9.0 Confidentiality/Data Security
9.1 Confidential Information
ISSC and ADVO each acknowledge that the other possesses and will continue
to possess information that has been created, discovered, developed by or
provided to it by a third party and in which property rights have been
assigned or otherwise conveyed to it, which information has commercial
value in its business and is not in the public domain. Except as otherwise
specifically provided by the Parties, "Confidential Information" shall
mean:
a) all information marked or otherwise identified as confidential (whether
or not specifically enumerated in this Section 9), restricted, or
proprietary by either Party; and
b) ADVO's customer lists, customer information, account information, and
information regarding business planning and operations of ADVO and
ADVO's administrative, financial or marketing activities.
9.2 Obligations
a) ISSC and ADVO will protect Confidential Information residing on the
system in accordance with the responsibilities set forth in Schedule L.

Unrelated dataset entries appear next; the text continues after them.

//! Startup self-test and process-wide runtime state.
//!
//! [`init`] runs once per process: it verifies the hash primitive, measures
//! the chosen timer through the full workload, applies the acceptance checks
//! below, and latches the common divisor of the observed deltas. Collectors
//! allocated afterwards divide every raw delta by that divisor so platforms
//! ticking in coarse units (say, multiples of 100) do not present trivially
//! zero low bits to the health tests.
//!
//! Three process-wide items live here, all write-once around the init latch:
//! the timer-thread backend, the FIPS failure callback, and the timer
//! selection plus divisor established by the test.

use std::sync::atomic::{AtomicBool, AtomicU64, Ordering};
use std::sync::{Arc, Mutex, OnceLock};

use serde::Serialize;

use crate::collector::{EntropyCollector, Flags};
use crate::conditioning::{Conditioner, PoolConditioner};
use crate::error::{HealthFailure, InitError};
use crate::notime::{BuiltinTimerThread, NotimeTimer, TimerThread};
use crate::timer::Timer;

/// Samples measured and kept by the startup test.
const POWERUP_TESTLOOPCOUNT: usize = 1024;
/// Leading measurements discarded to warm caches and branch predictors.
const CLEARCACHE: usize = 100;
/// Deltas examined by the resolution check.
const RESOLUTION_SAMPLES: usize = 300;
/// Deltas folded into the common divisor.
const GCD_SAMPLES: usize = 1000;

/// Process-wide callback invoked when a read detects a permanent health
/// failure in FIPS mode. The callback must not call back into the RNG.
pub type FipsFailureCallback = fn(&EntropyCollector, HealthFailure);

struct Globals {
    init_lock: Mutex<()>,
    initialized: AtomicBool,
    timer_gcd: AtomicU64,
    force_internal_timer: AtomicBool,
    timer_thread: Mutex<Arc<dyn TimerThread>>,
    fips_callback: Mutex<Option<FipsFailureCallback>>,
}

fn globals() -> &'static Globals {
    static GLOBALS: OnceLock<Globals> = OnceLock::new();
    GLOBALS.get_or_init(|| Globals {
        init_lock: Mutex::new(()),
        initialized: AtomicBool::new(false),
        timer_gcd: AtomicU64::new(0),
        force_internal_timer: AtomicBool::new(false),
        timer_thread: Mutex::new(Arc::new(BuiltinTimerThread::new())),
        fips_callback: Mutex::new(None),
    })
}

/// True once [`init`] completed successfully.
pub fn initialized() -> bool {
    globals().initialized.load(Ordering::Acquire)
}

/// Divisor applied to raw deltas, as established by [`init`]. 1 beforehand.
pub fn common_timer_gcd() -> u64 {
    globals().timer_gcd.load(Ordering::Relaxed).max(1)
}

/// Register the FIPS failure callback.
pub fn set_fips_failure_callback(cb: FipsFailureCallback) {
    *globals().fips_callback.lock().unwrap() = Some(cb);
}

pub(crate) fn notify_fips_failure(ec: &EntropyCollector, failure: HealthFailure) {
    if let Some(cb) = *globals().fips_callback.lock().unwrap() {
        cb(ec, failure);
    }
}

/// Replace the software-timer thread backend.
///
/// Must be the first interaction with the library: once [`init`] has
/// succeeded the backend is frozen and this returns a usage error.
pub fn switch_timer_thread_impl(imp: Arc<dyn TimerThread>) -> Result<(), InitError> {
    let g = globals();
    if g.initialized.load(Ordering::Acquire) {
        return Err(InitError::Usage);
    }
    *g.timer_thread.lock().unwrap() = imp;
    Ok(())
}

pub(crate) fn timer_thread_impl() -> Arc<dyn TimerThread> {
    globals().timer_thread.lock().unwrap().clone()
}

/// Pick the timer backend for a new collector, honoring both the caller's
/// flags and the process-wide selection made by [`init`].
pub(crate) fn select_timer(flags: Flags) -> Result<Timer, InitError> {
    let force = flags.contains(Flags::FORCE_INTERNAL_TIMER)
        || globals().force_internal_timer.load(Ordering::Relaxed);
    if force {
        if flags.contains(Flags::DISABLE_INTERNAL_TIMER) {
            // The platform clock was found unfit and the caller forbids the
            // software timer: no timer service remains.
            return Err(InitError::NoTimer);
        }
        let timer = NotimeTimer::new(timer_thread_impl()).map_err(|_| InitError::NoTimer)?;
        return Ok(Timer::Internal(timer));
    }
    Ok(Timer::Hardware)
}

/// Result of the startup acceptance test.
#[derive(Debug, Clone, Serialize)]
pub struct StartupReport {
    pub osr: u32,
    pub flags: u32,
    /// Whether the software timer backed the accepted configuration.
    pub internal_timer: bool,
    /// Common divisor of the observed deltas.
    pub timer_gcd: u64,
    pub stuck_count: usize,
    pub backwards_steps: usize,
    /// Adjacent sample pairs whose delta changed.
    pub delta_changes: usize,
    /// Adjacent pairs whose second derivative changed.
    pub second_derivative_changes: usize,
}

/// Process-wide initialization.
///
/// Runs the acceptance test against the platform clock first (unless the
/// caller forces the internal timer), then retries with the software timer
/// (unless disabled). A software-timer acceptance latches the internal timer
/// for every later allocation. Subsequent calls return immediately.
pub fn init(osr: u32, flags: Flags) -> Result<(), InitError> {
    let g = globals();
    let _guard = g.init_lock.lock().unwrap();
    if g.initialized.load(Ordering::Acquire) {
        return Ok(());
    }
    if flags.contains(Flags::FORCE_INTERNAL_TIMER) && flags.contains(Flags::DISABLE_INTERNAL_TIMER)
    {
        return Err(InitError::Usage);
    }
    // Verify the primitive before blaming any timer.
    if !PoolConditioner::self_test() {
        return Err(InitError::HashSelfTest);
    }

    let mut outcome = if flags.contains(Flags::FORCE_INTERNAL_TIMER) {
        Err(InitError::NoTimer)
    } else {
        run_with_timer(osr, flags | Flags::DISABLE_INTERNAL_TIMER, Timer::Hardware)
    };

    let mut used_internal = false;
    if outcome.is_err() && !flags.contains(Flags::DISABLE_INTERNAL_TIMER) {
        if let Ok(timer) = NotimeTimer::new(timer_thread_impl()) {
            let sw = run_with_timer(
                osr,
                flags | Flags::FORCE_INTERNAL_TIMER,
                Timer::Internal(timer),
            );
            used_internal = sw.is_ok();
            // Surface the result of the last attempt either way.
            outcome = sw;
        }
    }

    let report = fallback_denied(outcome, flags)?;
    g.timer_gcd.store(report.timer_gcd, Ordering::Relaxed);
    g.force_internal_timer.store(used_internal, Ordering::Relaxed);
    g.initialized.store(true, Ordering::Release);
    Ok(())
}

/// Run the full startup acceptance test against an explicit timer backend.
///
/// [`init`] drives this against the platform timers; regression suites drive
/// it with replay traces. The test owns a throwaway collector, measures
/// 1,024 samples after the cache warm-up, and applies every acceptance
/// check. No process-wide state is touched.
pub fn run_with_timer(
    osr: u32,
    flags: Flags,
    timer: Timer,
) -> Result<StartupReport, InitError> {
    if !PoolConditioner::self_test() {
        return Err(InitError::HashSelfTest);
    }

    let internal_timer = matches!(timer, Timer::Internal(_));
    let mut ec = EntropyCollector::with_components(osr, flags, timer, 1)?;
    ec.start_timer().map_err(|_| InitError::NoTimer)?;

    let mut deltas = Vec::with_capacity(POWERUP_TESTLOOPCOUNT);
    let mut stuck_count = 0usize;
    let mut backwards = 0usize;
    let mut prev_abs = 0u64;

    for i in 0..(CLEARCACHE + POWERUP_TESTLOOPCOUNT) {
        let (delta, stuck) = ec.measure();
        let now = ec.prev_time();
        if i < CLEARCACHE {
            prev_abs = now;
            continue;
        }
        if now < prev_abs {
            backwards += 1;
        }
        prev_abs = now;
        if stuck {
            stuck_count += 1;
        }
        deltas.push(delta);
    }
    ec.stop_timer();

    // Resolution: the clock must tick between adjacent measurements more
    // often than not.
    let mut head = deltas[..RESOLUTION_SAMPLES].to_vec();
    head.sort_unstable();
    if head[RESOLUTION_SAMPLES / 2] == 0 {
        return Err(InitError::CoarseTimer);
    }

    if backwards > 0 {
        return Err(InitError::NonMonotonic);
    }

    let delta_changes = changes(&deltas);
    if delta_changes < POWERUP_TESTLOOPCOUNT / 10 {
        return Err(InitError::MinVariation);
    }

    // First and second derivatives of the delta sequence.
    let d1: Vec<u64> = deltas.windows(2).map(|w| w[1].wrapping_sub(w[0])).collect();
    let d2: Vec<u64> = d1.windows(2).map(|w| w[1].wrapping_sub(w[0])).collect();

    if d2.iter().all(|&v| v == 0) {
        return Err(InitError::NoSecondDerivative);
    }
    let second_derivative_changes = changes(&d2);
    if second_derivative_changes < POWERUP_TESTLOOPCOUNT / 10 {
        return Err(InitError::MinSecondDerivative);
    }

    if stuck_count > POWERUP_TESTLOOPCOUNT * 9 / 10 {
        return Err(InitError::Stuck);
    }

    let failure = ec.health_failure();
    if failure.contains(HealthFailure::RCT) {
        return Err(InitError::RepetitionCount);
    }
    if !failure.is_empty() {
        return Err(InitError::Health);
    }

    let timer_gcd = common_gcd(&deltas[..GCD_SAMPLES]);
    if timer_gcd == 0 {
        return Err(InitError::Gcd);
    }

    Ok(StartupReport {
        osr: ec.osr(),
        flags: flags.bits(),
        internal_timer,
        timer_gcd,
        stuck_count,
        backwards_steps: backwards,
        delta_changes,
        second_derivative_changes,
    })
}

/// When the caller forbids the software fallback, a failed hardware
/// acceptance means no timer service remains.
fn fallback_denied(
    outcome: Result<StartupReport, InitError>,
    flags: Flags,
) -> Result<StartupReport, InitError> {
    if outcome.is_err() && flags.contains(Flags::DISABLE_INTERNAL_TIMER) {
        return Err(InitError::NoTimer);
    }
    outcome
}

/// Adjacent sample pairs whose value changed.
fn changes(values: &[u64]) -> usize {
    values.windows(2).filter(|w| w[0] != w[1]).count()
}

/// Common divisor of a delta set, by pairwise reduction. Returns 0 when the
/// set is empty or all-zero.
pub fn common_gcd(deltas: &[u64]) -> u64 {
    let mut acc = 0u64;
    for &d in deltas {
        acc = gcd64(acc, d);
        if acc == 1 {
            break;
        }
    }
    acc
}

fn gcd64(mut a: u64, mut b: u64) -> u64 {
    while b != 0 {
        let t = a % b;
        a = b;
        b = t;
    }
    a
}

#[cfg(test)]
mod tests {
    use super::*;
    use crate::timer::ReplayTimer;

    fn replay(readings: Vec<u64>) -> Timer {
        Timer::Replay(ReplayTimer::new(readings))
    }

    const TRACE_LEN: usize = CLEARCACHE + POWERUP_TESTLOOPCOUNT + 8;

    #[test]
    fn flat_timer_is_rejected_as_coarse() {
        let timer = replay(vec![0; TRACE_LEN]);
        let err = run_with_timer(1, Flags::DISABLE_MEMORY_ACCESS, timer).unwrap_err();
        assert_eq!(err, InitError::CoarseTimer);
    }

    #[cfg(not(feature = "lag-predictor"))]
    #[test]
    fn alternating_deltas_pass_and_yield_their_divisor() {
        let deltas: Vec<u64> = (0..TRACE_LEN)
            .map(|i| if i % 2 == 0 { 5 } else { 10 })
            .collect();
        let timer = Timer::Replay(ReplayTimer::from_deltas(1_000, &deltas));
        let report = run_with_timer(1, Flags::DISABLE_MEMORY_ACCESS, timer).unwrap();
        assert_eq!(report.timer_gcd, 5);
        assert!(report.stuck_count < POWERUP_TESTLOOPCOUNT / 10);
        assert_eq!(report.backwards_steps, 0);
    }

    #[test]
    fn backwards_step_is_rejected() {
        let mut trace = Vec::with_capacity(TRACE_LEN + 1);
        let mut current = 10_000u64;
        trace.push(current);
        for i in 0..TRACE_LEN {
            // Rewind the clock once, well inside the counted window.
            if i == 600 {
                current -= 50;
            } else {
                current += if i % 2 == 0 { 3 } else { 7 };
            }
            trace.push(current);
        }
        let err = run_with_timer(1, Flags::DISABLE_MEMORY_ACCESS, replay(trace)).unwrap_err();
        assert_eq!(err, InitError::NonMonotonic);
    }

    #[test]
    fn constant_deltas_fail_minimum_variation() {
        let deltas = vec![9u64; TRACE_LEN];
        let timer = Timer::Replay(ReplayTimer::from_deltas(1, &deltas));
        let err = run_with_timer(1, Flags::DISABLE_MEMORY_ACCESS, timer).unwrap_err();
        assert_eq!(err, InitError::MinVariation);
    }

    #[test]
    fn denied_fallback_reports_no_timer_service() {
        // With the software timer forbidden, a coarse platform clock leaves
        // no timer service at all.
        let denied = fallback_denied(
            Err(InitError::CoarseTimer),
            Flags::DISABLE_INTERNAL_TIMER,
        );
        assert_eq!(denied.unwrap_err(), InitError::NoTimer);

        // With the fallback allowed, the acceptance error stands on its own.
        let allowed = fallback_denied(Err(InitError::CoarseTimer), Flags::NONE);
        assert_eq!(allowed.unwrap_err(), InitError::CoarseTimer);
    }

    #[test]
    fn common_gcd_reduces_pairwise() {
        assert_eq!(common_gcd(&[10, 20, 30]), 10);
        assert_eq!(common_gcd(&[100, 100, 100]), 100);
        assert_eq!(common_gcd(&[12, 18, 27]), 3);
        assert_eq!(common_gcd(&[7, 13]), 1);
        assert_eq!(common_gcd(&[]), 0);
        assert_eq!(common_gcd(&[0, 0]), 0);
    }

    #[test]
    fn normalized_deltas_share_no_divisor() {
        let deltas = [15u64, 25, 40, 90];
        let gcd = common_gcd(&deltas);
        assert_eq!(gcd, 5);
        let normalized: Vec<u64> = deltas.iter().map(|d| d / gcd).collect();
        assert_eq!(common_gcd(&normalized), 1);
    }
}
//! On-line health testing of the raw timing stream.
//!
//! Every GCD-normalized delta passes through the stuck detector and the
//! SP 800-90B derived tests: the repetition count test over the stuck
//! predicate, the adaptive proportion test, and (behind the `lag-predictor`
//! feature) the lag predictor. Stuck samples are never credited as entropy
//! but still feed every test. Failures latch into a sticky mask; a collector
//! with a non-empty mask is permanently unusable.

mod apt;
mod lag;
mod rct;

pub(crate) use apt::AdaptiveProportion;
pub(crate) use lag::LagPredictor;
pub(crate) use rct::RepetitionCount;

use std::ptr;

use crate::error::HealthFailure;

pub(crate) struct Health {
    rct: RepetitionCount,
    apt: AdaptiveProportion,
    lag: Option<LagPredictor>,
    /// Previous delta and previous first derivative, for the stuck detector.
    last_delta: u64,
    last_delta2: u64,
    failure: HealthFailure,
}

impl Health {
    pub(crate) fn new(osr: u32, fips: bool) -> Self {
        let lag = if cfg!(feature = "lag-predictor") {
            Some(LagPredictor::new(osr))
        } else {
            None
        };
        Self {
            rct: RepetitionCount::new(osr, fips),
            apt: AdaptiveProportion::new(osr),
            lag,
            last_delta: 0,
            last_delta2: 0,
            failure: HealthFailure::NONE,
        }
    }

    /// Classify one normalized delta and update every test.
    ///
    /// A sample is stuck when its value or either timing derivative is zero.
    /// Returns the stuck verdict.
    pub(crate) fn insert(&mut self, delta: u64) -> bool {
        let delta2 = delta.wrapping_sub(self.last_delta);
        let delta3 = delta2.wrapping_sub(self.last_delta2);
        self.last_delta = delta;
        self.last_delta2 = delta2;

        self.apt.insert(delta, &mut self.failure);
        if let Some(lag) = &mut self.lag {
            lag.insert(delta, &mut self.failure);
        }

        let stuck = delta == 0 || delta2 == 0 || delta3 == 0;
        self.rct.insert(stuck, &mut self.failure);
        stuck
    }

    pub(crate) fn failure(&self) -> HealthFailure {
        self.failure
    }

    pub(crate) fn rct_count(&self) -> u32 {
        self.rct.count()
    }

    pub(crate) fn apt(&self) -> &AdaptiveProportion {
        &self.apt
    }

    pub(crate) fn lag(&self) -> Option<&LagPredictor> {
        self.lag.as_ref()
    }

    /// Volatile wipe of the retained timing values.
    pub(crate) fn wipe(&mut self) {
        // SAFETY: both destinations are plain owned fields.
        unsafe {
            ptr::write_volatile(&mut self.last_delta, 0);
            ptr::write_volatile(&mut self.last_delta2, 0);
        }
    }
}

b) With respect to all other Confidential Information (e.g., hardcopy, E-
Mail, fax) provided by one Party to the other, each will use the same
care to prevent disclosing to third parties such Confidential
Information of the other as it employs to avoid disclosure, publication
or dissemination of its own information of a similar nature.
c) Notwithstanding the foregoing, the Parties may disclose such
information to subcontractors involved in providing Services under this
Agreement, or to others with a reasonable need to know, where:
1) such disclosure is necessary to permit the subcontractor to
perform its duties hereunder;
2) the disclosing Party assumes full responsibility for the acts or
omissions of its subcontractor, no less than if the acts or
omissions were those of the disclosing Party; and
3) pursuant to a mutually satisfactory confidentiality agreement.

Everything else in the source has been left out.